Peter Gough died at the age of 92 on Monday 26th June 2006 (following a stroke which may have been brought on by falling asleep in the sun) in the Royal Sussex County Hospital just 200 yards along Eastern Road from the school where he had been such an influential and much loved member of staff from January 1946 to July 1966.
Appointed to teach Physics he became Master in charge of squash (and later for many years of tennis) and took on the Housemastership of Hampden House in 1947 where he was very popular. In December 1948 he produced Moliere’s “The Miser” in an adaptation and translation by Miles Malleson (OB 1899-08). Leslie Banks, the well known actor and Peter’s father-in-law, wrote in a review “May this year’s classical revival be the beginning and the inspiration of a long and honourable tradition at the College”.
It was. Over the next 16 years Mr. Gough produced 19 more plays, some as double bills, 4 by Shakespeare, 2 more by Moliere, others by Seneca, Plautus and Sophodes, Thomas Kyd, Ben Jonson, George Farquhar, John Ford, Sir John Vanburgh, Philip Massinger, Nicholas Rowe, Samuel Foote and T. S. Eliot, and a play written in 1956 by Richard Buxton, then a boy in Bristol House, who is now a Law Lord and one of Brighton College’s most distinguished alumni. The story of Gough’s plays is told in the “Brightonian” of May and September 1966 with some experiences of what it was like to be in them. The drama critic of “The Daily Telegraph” in 1958 wrote in his review of “quality above anything the term school play can conjure”.
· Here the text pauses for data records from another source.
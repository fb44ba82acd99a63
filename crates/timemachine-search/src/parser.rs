//! Recursive descent parser for query text
//!
//! # Grammar
//!
//! ```text
//! query    := or_expr EOF
//! or_expr  := and_expr (OR and_expr)*
//! and_expr := not_expr (AND? not_expr)*
//! not_expr := NOT not_expr | primary
//! primary  := '(' or_expr ')' | TERM ':' value | value
//! value    := TERM | QUOTED | '[' bound TO bound ']'
//! bound    := TERM | QUOTED | '*'
//! ```
//!
//! Adjacent clauses are combined with AND. Bare terms target the schema's
//! default field. Timestamp values are checked here so a bad literal is
//! reported at its position rather than at evaluation time.

use timemachine_types::{FieldKind, Schema};

use crate::error::SearchError;
use crate::lexer::{Lexer, Spanned, Token};
use crate::query::Query;
use crate::timespec::{parse_time_literal, TimeSpan};

/// Nesting limit for parentheses and NOT chains
const MAX_DEPTH: usize = 128;

/// Parses query text against a schema.
#[derive(Debug, Clone)]
pub struct QueryParser {
    schema: Schema,
}

impl QueryParser {
    pub fn new(schema: Schema) -> Self {
        Self { schema }
    }

    pub fn schema(&self) -> &Schema {
        &self.schema
    }

    /// Parse query text into an expression tree.
    pub fn parse(&self, text: &str) -> Result<Query, SearchError> {
        let tokens = Lexer::new(text).tokenize()?;
        let mut parser = Parser {
            tokens,
            index: 0,
            depth: 0,
            schema: &self.schema,
        };

        if parser.peek() == &Token::Eof {
            return Err(SearchError::syntax(0, "empty query"));
        }

        let query = parser.parse_or_expr()?;
        if parser.peek() != &Token::Eof {
            let current = parser.current();
            return Err(SearchError::syntax(
                current.position,
                format!("unexpected {}", current.token.describe()),
            ));
        }
        Ok(query)
    }
}

struct Parser<'a> {
    tokens: Vec<Spanned>,
    index: usize,
    depth: usize,
    schema: &'a Schema,
}

impl Parser<'_> {
    fn current(&self) -> &Spanned {
        // tokenize() always ends with Eof and advance() never moves past it
        &self.tokens[self.index.min(self.tokens.len() - 1)]
    }

    fn peek(&self) -> &Token {
        &self.current().token
    }

    fn peek_second(&self) -> &Token {
        let i = (self.index + 1).min(self.tokens.len() - 1);
        &self.tokens[i].token
    }

    fn advance(&mut self) -> Spanned {
        let spanned = self.current().clone();
        if spanned.token != Token::Eof {
            self.index += 1;
        }
        spanned
    }

    fn expect(&mut self, expected: Token) -> Result<Spanned, SearchError> {
        if self.peek() == &expected {
            return Ok(self.advance());
        }
        let current = self.current();
        Err(SearchError::syntax(
            current.position,
            format!(
                "expected {}, found {}",
                expected.describe(),
                current.token.describe()
            ),
        ))
    }

    fn enter(&mut self) -> Result<(), SearchError> {
        self.depth += 1;
        if self.depth > MAX_DEPTH {
            return Err(SearchError::syntax(
                self.current().position,
                "query nested too deeply",
            ));
        }
        Ok(())
    }

    fn leave(&mut self) {
        self.depth -= 1;
    }

    /// or_expr := and_expr (OR and_expr)*
    fn parse_or_expr(&mut self) -> Result<Query, SearchError> {
        let mut left = self.parse_and_expr()?;
        while self.peek() == &Token::Or {
            self.advance();
            let right = self.parse_and_expr()?;
            left = Query::or(left, right);
        }
        Ok(left)
    }

    /// and_expr := not_expr (AND? not_expr)*
    fn parse_and_expr(&mut self) -> Result<Query, SearchError> {
        let mut left = self.parse_not_expr()?;
        loop {
            if self.peek() == &Token::And {
                self.advance();
            } else if !self.starts_clause() {
                break;
            }
            let right = self.parse_not_expr()?;
            left = Query::and(left, right);
        }
        Ok(left)
    }

    fn starts_clause(&self) -> bool {
        matches!(
            self.peek(),
            Token::Term(_) | Token::Quoted(_) | Token::LeftParen | Token::Not
        )
    }

    /// not_expr := NOT not_expr | primary
    fn parse_not_expr(&mut self) -> Result<Query, SearchError> {
        if self.peek() != &Token::Not {
            return self.parse_primary();
        }
        self.advance();
        self.enter()?;
        let inner = self.parse_not_expr();
        self.leave();
        Ok(Query::not(inner?))
    }

    fn parse_primary(&mut self) -> Result<Query, SearchError> {
        let current = self.current().clone();
        match current.token {
            Token::LeftParen => {
                self.advance();
                self.enter()?;
                let inner = self.parse_or_expr();
                self.leave();
                let inner = inner?;
                self.expect(Token::RightParen)?;
                Ok(inner)
            }
            Token::Term(name) if self.peek_second() == &Token::Colon => {
                self.advance();
                self.advance();
                self.parse_field_value(name, current.position)
            }
            Token::Term(value) | Token::Quoted(value) => {
                self.advance();
                Ok(Query::bare(value))
            }
            other => Err(SearchError::syntax(
                current.position,
                format!("expected a term, found {}", other.describe()),
            )),
        }
    }

    /// value after `field:`
    fn parse_field_value(
        &mut self,
        field: String,
        field_position: usize,
    ) -> Result<Query, SearchError> {
        let kind = self
            .schema
            .kind_of(&field)
            .ok_or_else(|| SearchError::UnknownField(field.clone()))?;

        let current = self.current().clone();
        match current.token {
            Token::Term(value) | Token::Quoted(value) => {
                self.advance();
                if kind == FieldKind::Timestamp && parse_time_literal(&value).is_none() {
                    return Err(SearchError::syntax(
                        current.position,
                        format!("invalid timestamp '{}'", value),
                    ));
                }
                Ok(Query::term(field, value))
            }
            Token::LeftBracket => {
                if kind != FieldKind::Timestamp {
                    return Err(SearchError::UnsupportedQuery(format!(
                        "range on {} field '{}' at position {}",
                        kind, field, field_position
                    )));
                }
                self.advance();
                let low = self.parse_bound()?.map(|span| span.start);
                self.expect(Token::To)?;
                let high = self.parse_bound()?.map(|span| span.end);
                self.expect(Token::RightBracket)?;
                Ok(Query::Range { field, low, high })
            }
            other => Err(SearchError::syntax(
                current.position,
                format!("expected a value for '{}', found {}", field, other.describe()),
            )),
        }
    }

    /// bound := TERM | QUOTED | '*'
    fn parse_bound(&mut self) -> Result<Option<TimeSpan>, SearchError> {
        let current = self.advance();
        match current.token {
            Token::Star => Ok(None),
            Token::Term(value) | Token::Quoted(value) => parse_time_literal(&value)
                .map(Some)
                .ok_or_else(|| {
                    SearchError::syntax(current.position, format!("invalid timestamp '{}'", value))
                }),
            other => Err(SearchError::syntax(
                current.position,
                format!("expected a range bound, found {}", other.describe()),
            )),
        }
    }
}

#[cfg(test)]
mod tests {
    use super::*;
    use chrono::{Duration, TimeZone, Utc};

    fn parser() -> QueryParser {
        QueryParser::new(Schema::message())
    }

    fn parse(text: &str) -> Query {
        parser().parse(text).unwrap()
    }

    #[test]
    fn test_bare_and_field_terms() {
        assert_eq!(parse("hello"), Query::bare("hello"));
        assert_eq!(parse("from_node:alice"), Query::term("from_node", "alice"));
        assert_eq!(parse("\"hello world\""), Query::bare("hello world"));
        assert_eq!(parse("body:\"a b\""), Query::term("body", "a b"));
    }

    #[test]
    fn test_adjacency_is_and() {
        assert_eq!(
            parse("hello world"),
            Query::and(Query::bare("hello"), Query::bare("world"))
        );
        assert_eq!(parse("hello world"), parse("hello AND world"));
    }

    #[test]
    fn test_precedence() {
        // AND binds tighter than OR
        assert_eq!(
            parse("a OR b c"),
            Query::or(
                Query::bare("a"),
                Query::and(Query::bare("b"), Query::bare("c"))
            )
        );
        assert_eq!(
            parse("(a OR b) c"),
            Query::and(
                Query::or(Query::bare("a"), Query::bare("b")),
                Query::bare("c")
            )
        );
        assert_eq!(
            parse("NOT a b"),
            Query::and(Query::not(Query::bare("a")), Query::bare("b"))
        );
        assert_eq!(
            parse("NOT NOT a"),
            Query::not(Query::not(Query::bare("a")))
        );
    }

    #[test]
    fn test_lowercase_keywords_are_terms() {
        assert_eq!(
            parse("cats and dogs"),
            Query::all_of(vec![
                Query::bare("cats"),
                Query::bare("and"),
                Query::bare("dogs")
            ])
            .unwrap()
        );
    }

    #[test]
    fn test_to_outside_range_is_a_word() {
        assert_eq!(
            parse("a TO b"),
            Query::all_of(vec![Query::bare("a"), Query::bare("TO"), Query::bare("b")]).unwrap()
        );
        assert_eq!(parse("body:TO"), Query::term("body", "TO"));
    }

    #[test]
    fn test_timestamp_range() {
        let q = parse("ts:[20120826 TO 20120827]");
        assert_eq!(
            q,
            Query::ts_range(
                Utc.with_ymd_and_hms(2012, 8, 26, 0, 0, 0).unwrap(),
                Utc.with_ymd_and_hms(2012, 8, 28, 0, 0, 0).unwrap() - Duration::microseconds(1),
            )
        );

        match parse("ts:[* TO 2012]") {
            Query::Range { low, high, .. } => {
                assert_eq!(low, None);
                let end_of_2012 =
                    Utc.with_ymd_and_hms(2013, 1, 1, 0, 0, 0).unwrap() - Duration::microseconds(1);
                assert_eq!(high, Some(end_of_2012));
            }
            other => panic!("expected range, got {:?}", other),
        }
    }

    #[test]
    fn test_timestamp_term_and_help_examples() {
        assert_eq!(parse("ts:20120826"), Query::term("ts", "20120826"));
        let q = parse("blah AND ts:[20120826 TO 20120827]");
        assert!(matches!(q, Query::And(_, _)));
    }

    #[test]
    fn test_unknown_field() {
        let err = parser().parse("sender:alice").unwrap_err();
        assert!(matches!(err, SearchError::UnknownField(f) if f == "sender"));
    }

    #[test]
    fn test_range_on_identifier_is_unsupported() {
        let err = parser().parse("from_node:[a TO b]").unwrap_err();
        assert!(matches!(err, SearchError::UnsupportedQuery(_)));
    }

    #[test]
    fn test_syntax_errors_carry_position() {
        let cases = [
            ("", 0),
            ("   ", 0),
            ("hello AND", 9),
            ("(hello", 6),
            ("hello)", 5),
            ("ts:[20120826 TO", 15),
            ("ts:notadate", 3),
            ("ts:[2012 TO later]", 12),
            ("body:", 5),
            ("OR hello", 0),
        ];
        for (text, expected) in cases {
            match parser().parse(text) {
                Err(SearchError::QuerySyntax { position, .. }) => {
                    assert_eq!(position, expected, "position for {:?}", text)
                }
                other => panic!("expected syntax error for {:?}, got {:?}", text, other),
            }
        }
    }

    #[test]
    fn test_deep_nesting_rejected() {
        let text = format!("{}a{}", "(".repeat(500), ")".repeat(500));
        assert!(matches!(
            parser().parse(&text),
            Err(SearchError::QuerySyntax { .. })
        ));
    }

    #[test]
    fn test_display_echo() {
        assert_eq!(
            parse("hello from_node:alice").to_string(),
            "(body:hello AND from_node:alice)"
        );
    }
}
Peter Gough had been promoted from the Hampden to School House in summer 1951 following the unexpected death in the Easter holidays of Kenneth Campbell at the age of only 36. Over the next 12 years, Peter with his wife Daphne and House Tutors, Norman Frith, Nigel Jacques and Peter Perfect, earned the devotion of some 150 boys who could not fail to be affected for the better by the articulate, cultured, liberal and loving family in residence in the tiny flat above the kitchens. Here is a short quotation from Norma Frith’s encomium in the “Brightonian” of September 1966:
”For any boy – or colleague, for that matter – to come within the close orbit of the Goughs was to experience a quickening of the responses to life’s good things; to hospitality, to conversation, to friendship and, not least, to laughter. Laughter was in abundance in School House but there was also a seriousness of purpose that lest one more ambitious for oneself and also for the rest of humankind.”
Peter Gough had been appointed Second Master by Bill Stewart in 1957, succeeding R. E. Lester and consequently he escorted Prince Philip at the time of the Royal Visit in 1962 (see the “Brightonian” of October 1962 for lots of pictures and descriptions).
He gave up School House at the end of his 12 year term, moved to live in Lewes and continued as deputy to Henry Christie until in 1966 he went to Aldenham School at Elstree. He ran a double house of 100 boys at Aldenham for 8 years until retirement at the age of 60 in 1974 when the family returned to the house at Lewes that they had purchased in 1963. Here for the last 30 years by all accounts they were the social centre of Southover, and Peter became well known as a sculptor, using flints to create figurative statuary for the house or garden.
Peter and Daphne were welcome visitors at the College at which both their grandsons Daniel and Milo have been pupils. Daphne died a few years ago but Peter continued in the zestful manner that he always had, taking particular pride in the rising reputation of their eldest son Piers, the Architect, and Orlando, the Composer whose music is to be heard at the Proms this year.
Nigel Edwards (C. 1965-69) writes:
The death of Peter Gough brings to mind his time as second master when one of his annual duties was to rehearse the readers for the Carol Service. I was among those privileged to benefit from the experience twice.
Every year Peter Gough would ensure these readings were delivered with meticulous attention to diction and punctuation, thereby ensuring that God never promised Abraham his descendants would be as numerous as "the sandwiches on the sea shore", and that the shepherds were never surprised to discover the entire Holy Family lying in the manger - just the babe. I am sure it would not have been he who overlooked the memorable misprint in the service order the year the shepherds reported to the manager rather than the manger.
But there was certainly one misunderstanding that did the rounds. Apparently, many were under the impression that Carol Service readers were under an obligation publicly to express their gratitude to Peter Gough at the end of the lesson, mishearing "Thanks be to God" for "Thanks Peter Gough".